My 3 tips for writing great lyrics

A post by singer and guitarist Andrew Healey about writing lyrics.

I’m five weeks into working on my new album. How’s it going? Well, I haven’t recorded anything yet, but the song writing’s on track.

Let’s stay inside

Since my last post, I have finished another song. It’s called ‘Let’s just stay inside,’ which seems an apt title for the present time. I kind of broke my own rules with this song in that it’s not entirely new.  I wrote the music several years ago. Originally, the song as called ‘Pie in the sky.’ I’ve always been proud of the music. The lyrics, though, were, frankly, not very good. They also didn’t sit well with the theme of my album, which is day-to-day life in 2020 for my partner, Kathy, and me.

I never officially released ‘Pie in the sky,’ so I thought I’d rewrite the lyrics. Heck, I’m probably the only person on Earth who remembers the song’s existence, anyway.

The music has a languid jazz/blues vibe. So, my new lyrics are about a lazy day during lockdown when Kathy and I couldn’t bring ourselves to get out of bed. We didn’t have anywhere to go, and we were way too comfortable cocooned within our bubble, so what the heck!

Anyway, since starting my project, I’ve worked hard at the art of song writing. So, if you are on a similar musical journey to myself, here are my three tips for writing lyrics.

1: Finding those rhymes

I’ve mentioned previously that I work as a freelance writer. Words are my bread and butter. Ironically, though, I’ve often found it difficult to write lyrics. I don’t know why. I guess, though, unlike blogging, the words of a song have a predictable rhythm, they usually rhyme and, of course, they must gel with a melody. Switching writing styles takes practice.

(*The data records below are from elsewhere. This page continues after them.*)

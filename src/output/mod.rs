//! Output formatting for CLI display
//!
//! Human-readable (colored) rendering of events, panel views and catalogs,
//! plus JSON rendering for scripting.

use crate::catalog::FilterCatalog;
use crate::driver::{StepOutcome, StepReport};
use crate::error::Result;
use crate::events::SearchEvent;
use crate::panel::PanelView;
use colored::Colorize;
use serde::Serialize;

/// Format one event for display
#[must_use]
pub fn format_event(event: &SearchEvent) -> String {
    let name = event.name().cyan();
    match event {
        SearchEvent::Apply(filters) => {
            let entries: Vec<String> = filters
                .iter()
                .map(|(category, values)| format!("{category}=[{}]", values.join(", ")))
                .collect();
            format!("{name} {{{}}}", entries.join("; "))
        }
        SearchEvent::SearchSubmitted(query) => format!("{name} {query:?}"),
        _ => name.to_string(),
    }
}

/// Format a panel view as an indented block, one line per element
#[must_use]
pub fn format_view(view: &PanelView) -> String {
    let mut lines = Vec::new();

    let query = if view.query.is_empty() {
        view.placeholder.dimmed().to_string()
    } else {
        view.query.bold().to_string()
    };
    let clear = if view.show_clear_button { " [x]" } else { "" };
    lines.push(format!("  search: {query}{clear}"));

    let filter_button = match (view.filter_button_visible, view.filter_button_enabled) {
        (false, _) => "hidden".dimmed().to_string(),
        (true, false) => "disabled".yellow().to_string(),
        (true, true) if view.show_badge => format!("filters ({})", view.badge_count).green().to_string(),
        (true, true) => "filters".to_string(),
    };
    lines.push(format!("  filter button: {filter_button}"));

    let results = if view.loading {
        "loading...".yellow().to_string()
    } else if let Some(text) = &view.empty_text {
        text.dimmed().to_string()
    } else {
        format!("{} item(s)", view.item_count)
    };
    lines.push(format!("  results: {results} (page size {})", view.page_size));
    if let Some(more) = &view.more_label {
        lines.push(format!("  [{more}]"));
    }

    let dialog = &view.dialog;
    lines.push(format!("  dialog: {}", dialog.phase.to_string().magenta()));
    if let Some(title) = &dialog.title {
        lines.push(format!("    {}", title.bold()));
        lines.extend(dialog.values.iter().map(|value| {
            let mark = if value.selected { "[x]".green() } else { "[ ]".normal() };
            format!("    {mark} {}", value.value.display_label())
        }));
    }
    lines.extend(
        dialog
            .rows
            .iter()
            .map(|row| format!("    {}: {}", row.name.bold(), row.summary)),
    );
    if !dialog.rows.is_empty() {
        let reset = dialog
            .reset_label
            .as_deref()
            .map(|label| format!("[{label}] "))
            .unwrap_or_default();
        lines.push(format!("    {reset}[{}]", dialog.apply_label));
    }

    lines.join("\n")
}

/// Format one executed command and its outcome
#[must_use]
pub fn format_report(report: &StepReport, quiet: bool) -> String {
    match &report.outcome {
        StepOutcome::Events { events } if quiet => events
            .iter()
            .map(format_event)
            .collect::<Vec<_>>()
            .join("\n"),
        StepOutcome::Events { events } => {
            let mut out = format!("> {}", report.command.bold());
            for event in events {
                out.push_str(&format!("\n  -> {}", format_event(event)));
            }
            out
        }
        StepOutcome::View { view } => {
            if quiet {
                format_view(view)
            } else {
                format!("> {}\n{}", report.command.bold(), format_view(view))
            }
        }
        StepOutcome::Rejected { reason } => {
            format!("> {} {}", report.command.bold(), reason.red())
        }
    }
}

/// Summarise a catalog: one line per category with its values
#[must_use]
pub fn format_catalog(catalog: &FilterCatalog) -> String {
    let mut out = format!(
        "{} categor{}, {} value(s)",
        catalog.len(),
        if catalog.len() == 1 { "y" } else { "ies" },
        catalog.value_count()
    );
    for category in catalog.categories() {
        let labels: Vec<String> = category.values.iter().map(|v| v.display_label()).collect();
        out.push_str(&format!(
            "\n  {} ({}): {}",
            category.name.bold(),
            category.id.dimmed(),
            labels.join(", ")
        ));
    }
    out
}

/// Serialize any value as a single JSON line
///
/// # Errors
///
/// Returns `FacetError::Json` if serialization fails.
pub fn to_json_line<T: Serialize>(value: &T) -> Result<String> {
    Ok(serde_json::to_string(value)?)
}
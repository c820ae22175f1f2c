//! Configuration module for facetr
//!
//! Holds the pass-through text labels and the paging settings of a search
//! panel. Configuration is stored as TOML in the user's config directory
//! (`~/.config/facetr/config.toml` on Linux); every field has a default, so
//! a partial or missing file is fine.

use crate::error::{FacetError, Result};
use ::config::{Config, File, FileFormat};
use serde::{Deserialize, Serialize};
use std::fs;
use std::path::{Path, PathBuf};

/// Default number of results per page
pub const DEFAULT_PAGE_SIZE: usize = 20;

/// Default page size growth on "load more"
pub const DEFAULT_PAGE_INCREMENT: usize = 20;

/// User-facing text. Values are opaque and passed through unchanged.
#[derive(Debug, Serialize, Deserialize, Clone, PartialEq, Eq)]
#[serde(default)]
pub struct Labels {
    /// Reset button in the filter dialog
    pub reset_button: String,
    /// Apply button in the filter dialog
    pub save_button: String,
    /// Summary shown for a category with no selected values
    pub no_values: String,
    /// Text shown when a search returns nothing
    pub no_results: String,
    /// Label of the "load more" button
    pub more_button: String,
    /// Search input placeholder
    pub placeholder: String,
}

impl Default for Labels {
    fn default() -> Self {
        Self {
            reset_button: "Reset".to_string(),
            save_button: "Save filters".to_string(),
            no_values: "No filters yet".to_string(),
            no_results: "No matching results found.".to_string(),
            more_button: "More".to_string(),
            placeholder: "Search".to_string(),
        }
    }
}

/// Pagination settings
#[derive(Debug, Serialize, Deserialize, Clone, Copy, PartialEq, Eq)]
#[serde(default)]
pub struct PagingConfig {
    /// Page size after any query or filter change
    pub page_size: usize,
    /// Added to the page size on each "load more"
    pub increment: usize,
}

impl Default for PagingConfig {
    fn default() -> Self {
        Self {
            page_size: DEFAULT_PAGE_SIZE,
            increment: DEFAULT_PAGE_INCREMENT,
        }
    }
}

/// Search panel configuration
#[derive(Debug, Serialize, Deserialize, Clone, PartialEq, Eq, Default)]
pub struct PanelConfig {
    /// Hide the filter button in the search bar
    #[serde(default)]
    pub hide_filter_button: bool,

    /// Text labels
    #[serde(default)]
    pub labels: Labels,

    /// Pagination
    #[serde(default)]
    pub paging: PagingConfig,
}

impl PanelConfig {
    /// Get the path to the config file
    ///
    /// # Errors
    ///
    /// Returns `FacetError::Configuration` if the system config directory
    /// cannot be determined.
    pub fn config_path() -> Result<PathBuf> {
        let config_dir = dirs::config_dir().ok_or_else(|| {
            FacetError::Configuration("Could not determine config directory".to_string())
        })?;

        Ok(config_dir.join("facetr").join("config.toml"))
    }

    /// Load the configuration from the default path
    ///
    /// Falls back to defaults when no config file exists yet.
    ///
    /// # Errors
    ///
    /// Returns `FacetError` if the file exists but cannot be parsed or is invalid.
    pub fn load() -> Result<Self> {
        let path = Self::config_path()?;
        if !path.exists() {
            tracing::debug!("No config at {}, using defaults", path.display());
            return Ok(Self::default());
        }
        Self::load_from(&path)
    }

    /// Load the configuration from a specific TOML file
    ///
    /// # Errors
    ///
    /// Returns `FacetError` if the file cannot be read, parsed, or fails validation.
    pub fn load_from(path: &Path) -> Result<Self> {
        let settings = Config::builder()
            .add_source(File::from(path.to_path_buf()).format(FileFormat::Toml))
            .build()?;

        let config: Self = settings.try_deserialize()?;
        config.validate()?;
        tracing::debug!("Loaded config from {}", path.display());
        Ok(config)
    }

    /// Save the configuration to the default path
    ///
    /// # Errors
    ///
    /// Returns `FacetError` if the config directory cannot be determined or written.
    pub fn save(&self) -> Result<PathBuf> {
        let path = Self::config_path()?;
        self.save_to(&path)?;
        Ok(path)
    }

    /// Save the configuration as TOML to a specific path
    ///
    /// # Errors
    ///
    /// Returns `FacetError` if the parent directory cannot be created or the
    /// file cannot be written.
    pub fn save_to(&self, path: &Path) -> Result<()> {
        if let Some(parent) = path.parent() {
            fs::create_dir_all(parent)?;
        }

        let toml_string = toml::to_string_pretty(self).map_err(|e| {
            FacetError::Configuration(format!("Failed to serialize config: {e}"))
        })?;
        fs::write(path, toml_string)?;
        Ok(())
    }

    /// Check value ranges
    ///
    /// # Errors
    ///
    /// Returns `FacetError::Configuration` if the page size or increment is zero.
    pub fn validate(&self) -> Result<()> {
        if self.paging.page_size == 0 {
            return Err(FacetError::Configuration(
                "paging.page_size must be greater than zero".to_string(),
            ));
        }
        if self.paging.increment == 0 {
            return Err(FacetError::Configuration(
                "paging.increment must be greater than zero".to_string(),
            ));
        }
        Ok(())
    }
}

In the old days, I’d spend hours brainstorming and scribbling down everything I could think of to find suitable rhyming words. There were rhyming dictionaries, which would have been useful, but I never used them. Maybe I thought that would be cheating. Who knows?

Anyway, in the year 2020, I have no qualms about using tools to make the song-writing process a little less painful. And, believe me, when it comes finding rhymes, the internet is your friend. There are heaps of websites, like the Ultimate Rhyming Dictionary and Rhymezone, that will conjure up hundreds of words that rhyme with anything you can think of. Check them out. You’ll save years of your life!

2: Fitting in time to write

If I have plenty of time to write lyrics, I set a timer and work in 45-minute units. Doing so forces me to write for small, manageable chunks of time. Much of what I dream up is unusable, but I come up with some good stuff, too. And, after two or three sessions, I usually produce lyrics that I’m happy with.

As well as freelance writing and playing gigs for a living, I work in a guitar store. It’s my safety net. To get to work, I take a bus (as I write, New Zealand is in level two, which means that busses can now take non-essential workers). I love public transport: There’s no need to navigate the gridlock that is Auckland’s motorways or find — and pay for — car parking. Also, during each trip, I have around 30 minutes to kill. So, I’ve started writing lyrics on my iPhone’s notes App while bussing to work. It works a brilliantly. And, once I’ve written something worthwhile, I copy it to a Microsoft Word App in Dropbox. Then, when I’m at home, I can continue writing the lyrics on my laptop. The App is also useful for recording lyrical ideas in the middle of the night because, as we know, cell phones self-illuminate, so there’s no need to switch on the bedroom light and wake up Kathy.

3: Edit, edit, edit

I used to be a terribly lazy lyricist — once I came up with something half decent, I’d consider my job done. For some reason, I have always cared more about the music. However, let’s face it: A song is 50/50 music and lyrics. To write a truly worthwhile song, equal effort must be applied to both. I want my album to be as great (don’t we all?). So, these days, I’m always editing my lyrics — even with ‘The sun is up,’ which is more or less finished. Only when I record the final take of a song will the lyrics — and music — be set in stone.

I believe feedback from others is important, too — I’m sure The Beatles wouldn’t have been half as good without their avuncular producer, George Martin. So, in I my case, I ask Kathy for her opinion. I reckon being part of a song-writing group would be a good idea, as well. Maybe I should join one.

Up-coming songs

I’ve plenty of musical ideas on the go. I’m still working on a song called ‘Situation lockdown’— I’ve got the lyrics, but I think the music needs some work. I’m also writing a song about Kathy. I love her facial expressions — she’s an open book. I’ve written most of the lyrics, and I’ve got some of the music, too. My challenge is to capture her sunny personality. Wish me luck. I’ll let you know how I go.